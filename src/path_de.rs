use serde::de::DeserializeOwned;

use crate::error::{SynthError, SynthResult};

/// Deserialize with JSON-path context in error messages.
pub fn from_str_with_path<T: DeserializeOwned>(src: &str) -> SynthResult<T> {
    let de = &mut serde_json::Deserializer::from_str(src);
    serde_path_to_error::deserialize::<_, T>(de).map_err(into_document_error)
}

pub fn from_value_with_path<T: DeserializeOwned>(value: serde_json::Value) -> SynthResult<T> {
    serde_path_to_error::deserialize::<_, T>(value).map_err(into_document_error)
}

fn into_document_error<E: std::fmt::Display>(err: serde_path_to_error::Error<E>) -> SynthError {
    SynthError::Document {
        path: err.path().to_string(),
        message: err.into_inner().to_string(),
    }
}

********************

WORK TO BE COMPLETED
Write the lines out again exactly, from the one containing "DeserializeOwned>(value: serde_json::Value) ->" through the last line of the records, and include no other lines.

OUTPUT FOR THIS EXERCISE
pub fn from_value_with_path<T: DeserializeOwned>(value: serde_json::Value) -> SynthResult<T> {
    serde_path_to_error::deserialize::<_, T>(value).map_err(into_document_error)
}

fn into_document_error<E: std::fmt::Display>(err: serde_path_to_error::Error<E>) -> SynthError {
    SynthError::Document {
        path: err.path().to_string(),
        message: err.into_inner().to_string(),
    }
}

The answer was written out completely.